The SCN is at the forefront of monitoring and identifying common effects, and pivotal in ensuring adherence to therapies and effective symptom management for the person affected by cancer.
For the SCN, education of the person affected by cancer presents a new challenge to ensure adherence with therapy. The SCN will need to acquire the necessary knowledge to understand the complex processes underlying targeted therapies. Developing an education plan, communicating it effectively, and evaluating an individual's comprehension of this topic is essential. Many of these agents are oral, making them a convenient long term therapy that can be administered in the home setting when supported by effective education and information provision.10, 16
The SCN needs to recognise the unique side effect profiles that targeted therapies present from traditional antineoplastic agents. Adverse effects are usually mild to moderate, and with astute assessment can be controlled through prompt intervention and management. Some agents have effects similar to antineoplastic agents, such as nausea and vomiting, myelosuppression, and diarrhoea. More unique effects are emerging such as:9, 10
- cytokine release syndrome with monoclonal antibodies
- dermatological changes with EGFR inhibitors
- hypertension from VEGF inhibitors
- thromboembolic events with anti-angiogenesis inhibitors.

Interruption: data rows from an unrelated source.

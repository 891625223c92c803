//! Error types for registry access and version checks

use thiserror::Error;

/// Result type alias for registry calls
pub type RegistryResult<T> = std::result::Result<T, RegistryError>;

/// Failures talking to an OCI registry
#[derive(Error, Debug)]
pub enum RegistryError {
    /// The registry answered 404 for the requested resource
    #[error("manifest unknown: {url}")]
    NotFound { url: String },

    /// The registry rejected our credentials or challenge
    #[error("authentication failed for {url}: {reason}")]
    Unauthorized { url: String, reason: String },

    /// Any other non-success status
    #[error("registry returned {status} for {url}: {body}")]
    Status {
        status: u16,
        url: String,
        body: String,
    },

    /// A manifest probe succeeded without a Docker-Content-Digest header
    #[error("registry did not report a digest for {url}")]
    MissingDigest { url: String },

    /// Malformed response payload
    #[error("failed to parse response from {url}: {reason}")]
    InvalidResponse { url: String, reason: String },

    #[error("HTTP request failed: {0}")]
    Http(#[from] reqwest::Error),

    #[error("invalid URL: {0}")]
    Url(#[from] url::ParseError),

    #[error(transparent)]
    Config(#[from] bundle_core::Error),
}

impl RegistryError {
    /// Create an error from a non-success status, mapping 404 to [`RegistryError::NotFound`]
    pub fn from_status(status: u16, url: impl Into<String>, body: impl Into<String>) -> Self {
        let url = url.into();
        if status == 404 {
            return Self::NotFound { url };
        }
        let body = body.into();
        Self::Status {
            status,
            url,
            body: if body.is_empty() {
                "(no response body)".to_string()
            } else {
                body
            },
        }
    }

    /// Whether the reference does not exist (deleted or never published)
    pub fn is_not_found(&self) -> bool {
        matches!(self, Self::NotFound { .. })
    }
}

/// Failures of a whole check, labelled with the phase that failed
#[derive(Error, Debug)]
pub enum CheckError {
    #[error("resolve repository")]
    ResolveRepository(#[source] bundle_core::Error),

    #[error("initialize transport")]
    InitializeTransport(#[source] RegistryError),

    #[error("list repository tags")]
    ListTags(#[source] RegistryError),

    #[error("get tag digest")]
    TagDigest(#[source] RegistryError),

    #[error("get remote image")]
    RemoteImage(#[source] RegistryError),
}
//! Fetch a bundle version into a destination directory

use crate::error::TransferError;
use crate::flags::{CaCertFiles, RegistryFlags};
use crate::imgpkg::BundleTransfer;
use bundle_core::{InRequest, InResponse, TransferSettings, Version};
use bundle_image::Reference;
use std::path::Path;
use tracing::debug;

/// Subdirectory of the destination that receives the bundle contents
pub const OUTPUT_DIR: &str = "output";

/// Pull `request.version` into `<dest>/output` and record it beside the contents
pub async fn run_get<T>(
    transfer: &T,
    request: &InRequest,
    dest: &Path,
    settings: &TransferSettings,
) -> Result<InResponse, TransferError>
where
    T: BundleTransfer + ?Sized,
{
    let source = &request.source;
    let bundle = format!("{}@{}", source.repository, request.version.digest);
    Reference::parse(&bundle, source.insecure)?;

    let certs = CaCertFiles::write(&source.ca_certs).map_err(TransferError::WriteCaCerts)?;
    let flags = RegistryFlags::new(source, &certs, settings);

    transfer
        .pull(&bundle, &dest.join(OUTPUT_DIR), &flags)
        .await
        .map_err(TransferError::Pull)?;

    save_version_info(dest, &request.version, &source.repository)
        .await
        .map_err(TransferError::SaveVersionInfo)?;

    Ok(InResponse {
        version: request.version.clone(),
    })
}

/// Write `tag`, `digest` and `repository` files, without trailing newlines
async fn save_version_info(dest: &Path, version: &Version, repository: &str) -> std::io::Result<()> {
    debug!("Saving version info to {}", dest.display());
    tokio::fs::write(dest.join("tag"), &version.tag).await?;
    tokio::fs::write(dest.join("digest"), &version.digest).await?;
    tokio::fs::write(dest.join("repository"), repository).await?;
    Ok(())
}
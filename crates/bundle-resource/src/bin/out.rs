//! Publish the source directory's bundle as a new version

use bundle_resource::cli::OutArgs;
use bundle_resource::{commands, init_tracing, report};
use clap::Parser;
use std::process::ExitCode;

#[tokio::main(flavor = "current_thread")]
async fn main() -> ExitCode {
    let args = OutArgs::parse();
    init_tracing(args.log.verbose, args.log.quiet);

    report(commands::publish::run(&args, std::io::stdin().lock(), std::io::stdout().lock()).await)
}
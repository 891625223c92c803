use crate::cli::InArgs;
use crate::protocol::{read_request, write_response};
use anyhow::{Context, Result};
use bundle_core::InRequest;
use bundle_transfer::{run_get, ImgpkgCli};
use std::io::{Read, Write};

pub async fn run<R: Read, W: Write>(args: &InArgs, input: R, output: W) -> Result<()> {
    let request: InRequest = read_request(input).context("Decoding request")?;

    let settings = args.transfer.settings();
    let imgpkg = ImgpkgCli::locate(&settings).context("Running get")?;
    let response = run_get(&imgpkg, &request, &args.destination, &settings)
        .await
        .context("Running get")?;

    write_response(output, &response).context("Encoding result")?;
    Ok(())
}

Specific agents are being identified with rare but serious complications when used alone or in combination with other antineoplastic agents, such as:9
- profound lymphopaenia with alemtuzumab
- cardiovascular toxicity with trastuzumab, bevacizumab, and sunitinib
- haemorrhage and gastrointestinal perforations with bevacizumab.
To effectively manage individuals receiving targeted therapies the SCN needs to: 9, 10
- promote participation of individuals in clinical trials to identify the benefits and risks of a specific agent
- review knowledge, adverse effect profile, and risk factors of the agent to be administered
- educate individuals and their carers on how agents work, what effects they may have, how to manage these at home, and when to report effects to health care professionals
- initiate measures such as premedications to prevent infusion related side effects
- monitor and document effects following administration of biological and molecular targeted agents.
Summarise the information and resources an SCN may provide to a person affected by cancer who is receiving a targeted therapy, as an inpatient and upon discharge.
Many targeted therapies are administered orally requiring increased participation of the individual in their care. Discuss:
- factors that promote adherence to treatment
- factors that may contribute to non-adherence
Discuss processes the SCN may use to ensure up to date knowledge, resources, and practices associated with use of new agents.
Discuss your responsibilities as an SCN with respect to the process of reporting adverse effects of biological and molecular targeted agents.